Still, for a text-centric media company with roots that go back to the 18th century, going nowhere actually isn't bad. Consider Time Inc., another text-centric enterprise recently cast off by the entertainment behemoth it spawned. On Thursday it said first-quarter revenue fell 8.7 percent from a year earlier, and reported a net loss (albeit a smaller one than a year ago). At Time Inc., advertising and circulation revenue have been declining in lockstep for years:

This is the puzzle for companies built around publishing businesses that thrived in the 20th century. Ad revenue has proved ever harder to come by as reading moves online and mobile, but charging for digital content can drive readers away. With the Wall Street Journal, News Corp. has a publication that lots of people have long been willing to pay for online. With its U.K. and Australian newspapers that's been more of struggle, although the company's paywalls have had some success lately. News Corp. also owns a book publisher, HarperCollins, that's been successful in charging for its products be they paper or digital. Time Inc., on the other hand, has repeatedly changed its mind about how it wants to make money online. For decades it has offered cheap subscriptions to its magazines (People being a very important exception) and relied on print advertising to pay the bills. That business model is in steady decline, and it's still not clear what the company's new model is.

Then again, there are worse things than steady decline. There's also collapse, which is what newspaper ad revenue did in the U.S. starting about 2006. Unfortunately for McClatchy, that was the same year the Sacramento, California-based publisher doubled down on the regional newspaper business by buying Knight-Ridder. Something other than hilarity ensued:

Circulation revenue jumped a bit in 2013 after McClatchy papers started rolling out metered online paywalls, but overall the business is a shell of its former self. In the print era, newspapers offered a bundle of goodies (classifieds, coupons, comics, sports scores, stock prices, news) that together garnered a mass audience. Online all those offerings have been separated, and the number of people willing to pay for news alone just doesn't seem big enough to support major journalism enterprises in city after city.
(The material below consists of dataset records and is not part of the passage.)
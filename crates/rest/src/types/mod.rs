//! Data model types.
//!
//! - [`ResourceModel`] / [`FieldDef`] - description of a remote collection
//! - [`Value`] / [`FieldKind`] - typed field values
//! - [`Record`] - a decoded record
//! - [`Query`] / [`Condition`] / [`Operator`] - query predicates and bounds

mod model;
mod query;
mod record;
mod value;

pub use model::{FieldDef, ResourceModel, ResourceModelBuilder, pluralize};
pub use query::{Condition, Direction, Operand, Operator, Query, SortOrder};
pub use record::Record;
pub use value::{FieldKind, Value};

/// The decoded body of a successful response.
#[derive(Debug, Clone, PartialEq)]
pub enum Payload {
    /// No body (e.g., `204 No Content`).
    Empty,
    /// A single-object body.
    One(Record),
    /// A collection body.
    Many(Vec<Record>),
}

impl Payload {
    /// Flattens the payload into a list of records.
    pub fn into_records(self) -> Vec<Record> {
        match self {
            Payload::Empty => Vec::new(),
            Payload::One(record) => vec![record],
            Payload::Many(records) => records,
        }
    }

    /// Returns the single record, if the body held exactly one object.
    pub fn into_one(self) -> Option<Record> {
        match self {
            Payload::One(record) => Some(record),
            _ => None,
        }
    }

    /// Returns true for [`Payload::Empty`].
    pub fn is_empty(&self) -> bool {
        matches!(self, Payload::Empty)
    }
}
It may well be big enough, of course, to support a few elite national publications such as the Wall Street Journal and the New York Times, where circulation revenue famously passed ad revenue in 2012:

So that's one model for success, although with the Times' circulation revenue little changed in 2014, it doesn't seem to be a model for growth. The chart above excludes the big chunks of the New York Times Co. that were sold in 2012 and 2013 (the Regional Media Group, New England Media Group and About.com), but it still shows a much smaller business than the one that existed in 2006. Is there any model for growth in the newspaper business?
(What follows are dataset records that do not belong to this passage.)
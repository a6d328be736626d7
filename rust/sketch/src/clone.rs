// This Source Code Form is subject to the terms of the Mozilla Public
// License, v. 2.0. If a copy of the MPL was not distributed with this
// file, You can obtain one at https://mozilla.org/MPL/2.0/.

//! Deep copies of sketches and faces.
//!
//! A clone allocates fresh arenas, so no key of the clone refers to an entity
//! of the source. Entities are copied points first, then curves, wires and
//! faces. Loops are assigned through [`Sketch::set_outer_loop`] and
//! [`Sketch::set_inner_loops`] as each face is copied, then every wire's
//! back-reference is pointed at the copy of its source owner.

use nalgebra::Vector2;
use rustc_hash::FxHashMap;

use crate::error::{Error, Result};
use crate::keys::*;
use crate::sketch::{Curve, PointData, Sketch, Wire};

/// Source-to-clone key mapping produced by [`Sketch::clone_with_map`].
#[derive(Debug, Clone, Default)]
pub struct SketchKeyMap {
    pub points: FxHashMap<PointKey, PointKey>,
    pub curves: FxHashMap<CurveKey, CurveKey>,
    pub wires: FxHashMap<WireKey, WireKey>,
    pub faces: FxHashMap<FaceKey, FaceKey>,
}

/// Returns an independent deep copy of `sketch`.
pub fn clone_sketch_data(sketch: &Sketch) -> Sketch {
    sketch.clone_with_map().0
}

/// Copies a curve onto already-mapped point keys.
fn remap_curve(curve: &Curve, points: &FxHashMap<PointKey, PointKey>, offset: &Vector2<f64>) -> Option<Curve> {
    Some(match *curve {
        Curve::Line { from, to } => Curve::Line {
            from: *points.get(&from)?,
            to: *points.get(&to)?,
        },
        Curve::Arc {
            from,
            to,
            center,
            radius,
            clockwise,
        } => Curve::Arc {
            from: *points.get(&from)?,
            to: *points.get(&to)?,
            center: center + offset,
            radius,
            clockwise,
        },
        Curve::Circle {
            center,
            radius,
            clockwise,
        } => Curve::Circle {
            center: center + offset,
            radius,
            clockwise,
        },
    })
}

impl Sketch {
    /// Deep copy plus the mapping from source keys to clone keys.
    pub fn clone_with_map(&self) -> (Sketch, SketchKeyMap) {
        let mut out = Sketch::with_tolerance(self.tolerance);
        let mut map = SketchKeyMap::default();
        let no_offset = Vector2::zeros();

        for (key, data) in &self.points {
            map.points.insert(key, out.points.insert(*data));
        }

        for (key, curve) in &self.curves {
            // Curves always reference live points of their own sketch.
            if let Some(copy) = remap_curve(curve, &map.points, &no_offset) {
                map.curves.insert(key, out.curves.insert(copy));
            }
        }

        for (key, wire) in &self.wires {
            let curves: Option<Vec<CurveKey>> =
                wire.curves.iter().map(|ck| map.curves.get(ck).copied()).collect();
            if let Some(curves) = curves {
                let copy = Wire {
                    curves,
                    orientations: wire.orientations.clone(),
                    face: None,
                };
                map.wires.insert(key, out.wires.insert(copy));
            }
        }

        for &face_key in &self.face_order {
            let Some(face) = self.faces.get(face_key) else {
                continue;
            };
            let new_face = out.add_face();
            if let Some(outer) = face.outer_loop.and_then(|w| map.wires.get(&w).copied()) {
                let assigned = out.set_outer_loop(new_face, outer);
                debug_assert!(assigned.is_ok(), "outer loop of a fresh face: {assigned:?}");
            }
            let holes: Vec<WireKey> = face
                .inner_loops
                .iter()
                .filter_map(|w| map.wires.get(w).copied())
                .collect();
            let assigned = out.set_inner_loops(new_face, &holes);
            debug_assert!(assigned.is_ok(), "hole loops of a fresh face: {assigned:?}");
            out.faces[new_face].topos = face.topos.clone();
            map.faces.insert(face_key, new_face);
        }

        // A wire shared by several faces belongs to the one that assigned it
        // last, which need not be the last face replayed above.
        for (key, wire) in &self.wires {
            let (Some(&new_wire), Some(owner)) = (map.wires.get(&key), wire.face) else {
                continue;
            };
            if let Some(&new_owner) = map.faces.get(&owner) {
                let restored = out.reassert_wire_face(new_wire, new_owner);
                debug_assert!(restored.is_ok(), "owner of a cloned wire: {restored:?}");
            }
        }

        out.guidelines = self
            .guidelines
            .iter()
            .filter_map(|ck| map.curves.get(ck).copied())
            .collect();
        out.background = self.background.clone();

        tracing::debug!(
            points = map.points.len(),
            curves = map.curves.len(),
            wires = map.wires.len(),
            faces = map.faces.len(),
            "Cloned sketch"
        );
        (out, map)
    }

    /// Copies one face onto fresh points, curves and wires moved by `offset`.
    ///
    /// Points shared between the face's loops stay shared in the copy.
    pub fn copy_face(&mut self, face: FaceKey, offset: &Vector2<f64>) -> Result<FaceKey> {
        let source = self.faces.get(face).ok_or(Error::FaceNotFound(face))?;
        let outer = source.outer_loop.ok_or(Error::MissingOuterLoop(face))?;
        let holes = source.inner_loops.clone();
        let topos = source.topos.clone();

        let mut point_map: FxHashMap<PointKey, PointKey> = FxHashMap::default();
        let mut curve_map: FxHashMap<CurveKey, CurveKey> = FxHashMap::default();
        let mut new_loops = Vec::with_capacity(1 + holes.len());

        for wire_key in std::iter::once(outer).chain(holes.iter().copied()) {
            let wire = self.wires.get(wire_key).ok_or(Error::WireNotFound(wire_key))?.clone();
            let mut curves = Vec::with_capacity(wire.curves.len());
            for &ck in &wire.curves {
                if let Some(&copied) = curve_map.get(&ck) {
                    curves.push(copied);
                    continue;
                }
                let curve = *self.curves.get(ck).ok_or(Error::CurveNotFound(ck))?;
                if let Some((from, to)) = curve.endpoint_keys() {
                    for pk in [from, to] {
                        if !point_map.contains_key(&pk) {
                            let p = self.point_coords(pk).ok_or(Error::PointNotFound(pk))?;
                            let moved = p + offset;
                            let new_key = self.points.insert(PointData {
                                x: moved.x,
                                y: moved.y,
                            });
                            point_map.insert(pk, new_key);
                        }
                    }
                }
                let copy = remap_curve(&curve, &point_map, offset).ok_or(Error::CurveNotFound(ck))?;
                let new_key = self.curves.insert(copy);
                curve_map.insert(ck, new_key);
                curves.push(new_key);
            }
            new_loops.push(self.wires.insert(Wire {
                curves,
                orientations: wire.orientations,
                face: None,
            }));
        }

        let new_face = self.add_face();
        self.set_outer_loop(new_face, new_loops[0])?;
        self.set_inner_loops(new_face, &new_loops[1..])?;
        self.faces[new_face].topos = topos;

        tracing::debug!(
            ?face,
            copy = ?new_face,
            points = point_map.len(),
            curves = curve_map.len(),
            "Copied face"
        );
        Ok(new_face)
    }
}

#[cfg(test)]
mod tests {
    use super::*;
    use crate::construction::make_rectangle;
    use nalgebra::Point2;

    fn p(x: f64, y: f64) -> Point2<f64> {
        Point2::new(x, y)
    }

    fn room_with_hole() -> (Sketch, FaceKey) {
        let mut sketch = Sketch::new();
        let outer = sketch
            .add_polyline_loop(&[p(0.0, 0.0), p(4.0, 0.0), p(4.0, 4.0), p(0.0, 4.0)])
            .unwrap();
        let a = sketch.add_point(3.0, 2.0);
        let b = sketch.add_point(1.0, 2.0);
        let top = sketch.add_arc(a, b, p(2.0, 2.0), false).unwrap();
        let bottom = sketch.add_arc(b, a, p(2.0, 2.0), false).unwrap();
        let hole = sketch.add_wire(&[top, bottom]).unwrap();
        let face = sketch.add_face_with_loops(outer, &[hole]).unwrap();
        sketch.face_mut(face).unwrap().add_topo("1_room");
        (sketch, face)
    }

    #[test]
    fn clone_preserves_structure() {
        let (mut sketch, face) = room_with_hole();
        let a = sketch.add_point(9.0, 0.0);
        let b = sketch.add_point(9.0, 5.0);
        let guide = sketch.add_line(a, b).unwrap();
        sketch.add_guideline(guide).unwrap();

        let (copy, map) = sketch.clone_with_map();
        assert_eq!(copy.point_count(), sketch.point_count());
        assert_eq!(copy.curve_count(), sketch.curve_count());
        assert_eq!(copy.wire_count(), sketch.wire_count());
        assert_eq!(copy.face_count(), 1);
        assert_eq!(copy.guidelines(), &[map.curves[&guide]]);

        let new_face = map.faces[&face];
        let data = copy.face(new_face).unwrap();
        assert_eq!(data.topos(), &["1_room"]);
        for wire in data.loops() {
            assert_eq!(copy.wire_face(wire), Some(new_face));
        }
        assert_eq!(copy.face_area(new_face).unwrap(), sketch.face_area(face).unwrap());
    }

    #[test]
    fn clone_is_independent_both_ways() {
        let mut sketch = Sketch::new();
        let (face, _, lines) = make_rectangle(&mut sketch, p(0.0, 0.0), p(2.0, 2.0)).unwrap();
        let (mut copy, map) = sketch.clone_with_map();

        let (from, _) = copy.curve(map.curves[&lines[0]]).unwrap().endpoint_keys().unwrap();
        copy.move_point(from, p(-5.0, -5.0)).unwrap();
        assert_eq!(sketch.segment(lines[0]).unwrap().start(), Some(p(0.0, 0.0)));

        let (from, _) = sketch.curve(lines[0]).unwrap().endpoint_keys().unwrap();
        sketch.move_point(from, p(1.0, -1.0)).unwrap();
        let copied = copy.segment(map.curves[&lines[0]]).unwrap();
        assert_eq!(copied.start(), Some(p(-5.0, -5.0)));

        copy.face_mut(map.faces[&face]).unwrap().add_topo("2_copy");
        assert!(sketch.face(face).unwrap().topos().is_empty());
    }

    #[test]
    fn clone_does_not_touch_source_back_references() {
        let (sketch, face) = room_with_hole();
        let copy = clone_sketch_data(&sketch);
        for wire in sketch.face(face).unwrap().loops() {
            assert_eq!(sketch.wire_face(wire), Some(face));
        }
        assert_eq!(copy.face_count(), sketch.face_count());
    }

    #[test]
    fn copy_face_translates_and_shares_nothing() {
        let (mut sketch, face) = room_with_hole();
        let points_before = sketch.point_count();
        let copy = sketch.copy_face(face, &Vector2::new(10.0, 0.0)).unwrap();

        assert_eq!(sketch.face_count(), 2);
        assert_eq!(sketch.point_count(), points_before * 2);
        assert_eq!(sketch.face(copy).unwrap().topos(), &["1_room"]);

        let (min, max) = sketch.face_bounds(copy).unwrap();
        assert_eq!(min, p(10.0, 0.0));
        assert_eq!(max, p(14.0, 4.0));
        assert!((sketch.face_area(copy).unwrap() - sketch.face_area(face).unwrap()).abs() < 1e-9);

        let original_edges = sketch.all_edges_from_faces(&[face], false).unwrap();
        let copied_edges = sketch.all_edges_from_faces(&[copy], false).unwrap();
        assert!(copied_edges.iter().all(|e| !original_edges.contains(e)));
    }

    #[test]
    fn copy_face_requires_outer_loop() {
        let mut sketch = Sketch::new();
        let face = sketch.add_face();
        assert!(matches!(
            sketch.copy_face(face, &Vector2::zeros()),
            Err(Error::MissingOuterLoop(_))
        ));
    }

    #[test]
    fn clone_keeps_the_last_face_to_assign_a_shared_wire() {
        let mut sketch = Sketch::new();
        let wire = sketch
            .add_polyline_loop(&[p(0.0, 0.0), p(1.0, 0.0), p(1.0, 1.0)])
            .unwrap();
        let first = sketch.add_face();
        let second = sketch.add_face();
        sketch.set_outer_loop(second, wire).unwrap();
        sketch.set_outer_loop(first, wire).unwrap();
        assert_eq!(sketch.wire_face(wire), Some(first));

        let (copy, map) = sketch.clone_with_map();
        assert_eq!(copy.wire_face(map.wires[&wire]), Some(map.faces[&first]));
        assert_eq!(
            copy.face(map.faces[&second]).unwrap().outer_loop(),
            Some(map.wires[&wire])
        );
    }

    #[test]
    fn clone_keeps_unowned_wires_unowned() {
        let mut sketch = Sketch::new();
        let loose = sketch
            .add_polyline_loop(&[p(0.0, 0.0), p(1.0, 0.0), p(1.0, 1.0)])
            .unwrap();
        let (copy, map) = sketch.clone_with_map();
        assert_eq!(copy.wire_face(map.wires[&loose]), None);
    }
}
Well, there's Schibsted, which is based in Oslo and is a big newspaper publisher in Norway and Sweden. It built separate online classifieds businesses around the world, and had advertising growth when other legacy publishers were in steep decline:

There are about 7.5 Norwegian kroner to the dollar, in case you were wondering. Schibsted is widely admired in the media business and studied in business schools, but even there the advertising growth trajectory appears to have topped out. It would be fascinating to see such charts for BuzzFeed and Vice Media, two new-media companies that seem to have figured out ways to make advertising pay online, but they're closely held and don't have to share their financials. Which leaves AOL, a purely digital, more or less text-centric media company with a very strange legacy subscription business:

When Tim Armstrong left Google to become AOL's CEO in 2009, the company's dial-up Internet access business was already a dinosaur. But AOL subscriptions still haven't quite gone extinct, and Amstrong has used the money they throw off to build a digital media company (he acquired TechCrunch and the Huffington Post, among other things) that actually has rising ad revenue. The company, which will report first-quarter earnings on Friday, isn't hugely profitable, and you could argue that AOL shareholders would have been better off taking subscribers' money and investing it in something else. You could also argue that AOL subscribers would be better off if they stopped sending the company money. Still, rising ad revenue at a company engaged in journalism! That's something.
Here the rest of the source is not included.